- Original British quad poster
- Directed by: Gerald Thomas
- Written by: Verily Anderson Robin Estridge Norman Hudis
- Produced by: Peter Rogers
- Starring: Leslie Phillips Geraldine McEwan Joan Hickson
- Cinematography: Alan Hume
- Edited by: John Shirley
- Music by: Bruce Montgomery
- Production company: Peter Rogers Productions
- Distributed by: Anglo-Amalgamated Film Distributors
- Release date: 1960;
- Running time: 86 minutes
- Country: United Kingdom
- Language: English

= No Kidding (film) =

1960 British comedy by Gerald Thomas

No Kidding (U.S. title: Beware of Children) is a 1960 British comedy film directed by Gerald Thomas featuring Leslie Phillips, Geraldine McEwan and Irene Handl, Noel Purcell and Julia Lockwood. The film is adapted from the book Beware of Children, a 1958 memoir by Verily Anderson, who also wrote the screenplay.

==Plot==
David and Catherine Robinson have inherited a large but rundown country house. David suggests they now have room to increase their family beyond their son, but, after a number of his previous business ventures have failed, his wife demurs. However, she does agree to his idea to use the house as a summer holiday home for the children of the wealthy. By advertising in The Times, they attract a number of customers, and hire a matron and a cook, but immediately fall foul of a local councillor, Mrs Spicer, who wants the local authority to compulsorily purchase the house for a project of her own.

The children arrive, and while some are polite, scared and helpful, others are wild, spoilt, and rebellious, including an American brother and sister, and an English girl who insists (falsely) that she has been maltreated by her parents.

As the children grow increasingly ill-disciplined, the Robinsons and the staff struggle to keep them under control. David advocates a tough approach, while Catherine believes that the children should be allowed their freedom, but they are both undermined by a cook who is drunk most of the time.

After an illicit midnight trip out to a nearby café, the children are grounded for two days. Then the Robinsons hear that the local council is sending an inspector, who may close them down if they fail the test.
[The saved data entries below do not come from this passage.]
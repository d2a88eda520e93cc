//! Core error types

use thiserror::Error;

#[derive(Error, Debug)]
pub enum CoreError {
    #[error("Tab error: {0}")]
    Tab(#[from] spark_tabs::TabError),

    #[error("Permission error: {0}")]
    Permission(#[from] spark_permission::PermissionError),

    #[error("IO error: {0}")]
    Io(#[from] std::io::Error),

    #[error("Serialization error: {0}")]
    Serialization(#[from] serde_json::Error),

    #[error("Configuration error: {0}")]
    Config(String),
}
They rally the staff and children, who all behave correctly when the inspector and Mrs Spicer visit.

When the time arrives for the children's parents to come to collect them, David tells them that the children are refusing to leave unless their parents promise to spend more time with them and not send them away to holiday homes and boarding schools. After the parents agree, all the children depart. Impressed by what she has seen, Mrs Spicer says she will no longer oppose the holiday home business. When their son protests at having lost his playmates, Catherine tells David that perhaps they should now have more children of their own.

==Cast==

- Leslie Phillips as David Robinson
- Geraldine McEwan as Catherine Robinson
- Julia Lockwood as Fenella / "Vanilla"
- Irene Handl as Mrs Spicer
- Noel Purcell as Tandy
- Joan Hickson as Cook
- June Jago as Matron
- Cyril Raymond as Colonel Matthews
- Esma Cannon as District Nurse
- Alan Gifford as Edgar Treadgold
- Sydney Tafler as Mr Rockbottom
- Brian Oulton as Vicar
- Eric Pohlmann as King
- Patricia Jessel as Queen
- Brian Rawlinson as Will
- Michael Sarne as Henri
- Joy Shelton as Mrs Rockbottom
- Earl Cameron as Black father
- Pearl Prescod as Black mother
- Peter Howell as father of Angus
- Marion Mathie as Helen Treadgold
- Peggy Simpson as mother of Angus
- Noel Hood as Vicar's wife
- Cyril Chamberlain as Cafe proprietor
- Christopher Witty as Richard Robinson
- Martin Stephens as Angus
- Francesca Annis as Priscilla
- Haydn Evans as Lionel Rockbottom
- Michael Gowdy as Dandy Big Treadgold
- Janet Bradbury (as Jeanette Bradbury) as Dandy Little Treadgold
- Keith Lacey as Hassan
- Mark Milleham as Suleiman
- Millicent Kerr as Eileen
- Louise Redman as Margaret

== Critical reception ==
The Monthly Film Bulletin wrote: "A rag-bag of hackneyed situations thrown together with an almost demented lack of consequence, No Kidding shifts the basis of the Peter Rogers-Gerald Thomas brand of comedy from slapstick to sentiment, losing pace, construction and edge in the process. A piquant Geraldine McEwan and a subdued Leslie Phillips do what they can to bolster up the more limp and feeble aspects of the plot, but the film remains little more than a calculated tug at the sloppiest of heart-strings."

The film has been interpreted by film scholar Wheeler Dixon as "a gentle critique" of A. S. Neill's Summerhill School theories, published in America in the same year as the film's release.

Harrison's Reports gave it a good review, calling it an "uneven but well-enacted comedy by the 'Carry On ...' series film-makers ... Unobjectionable for all."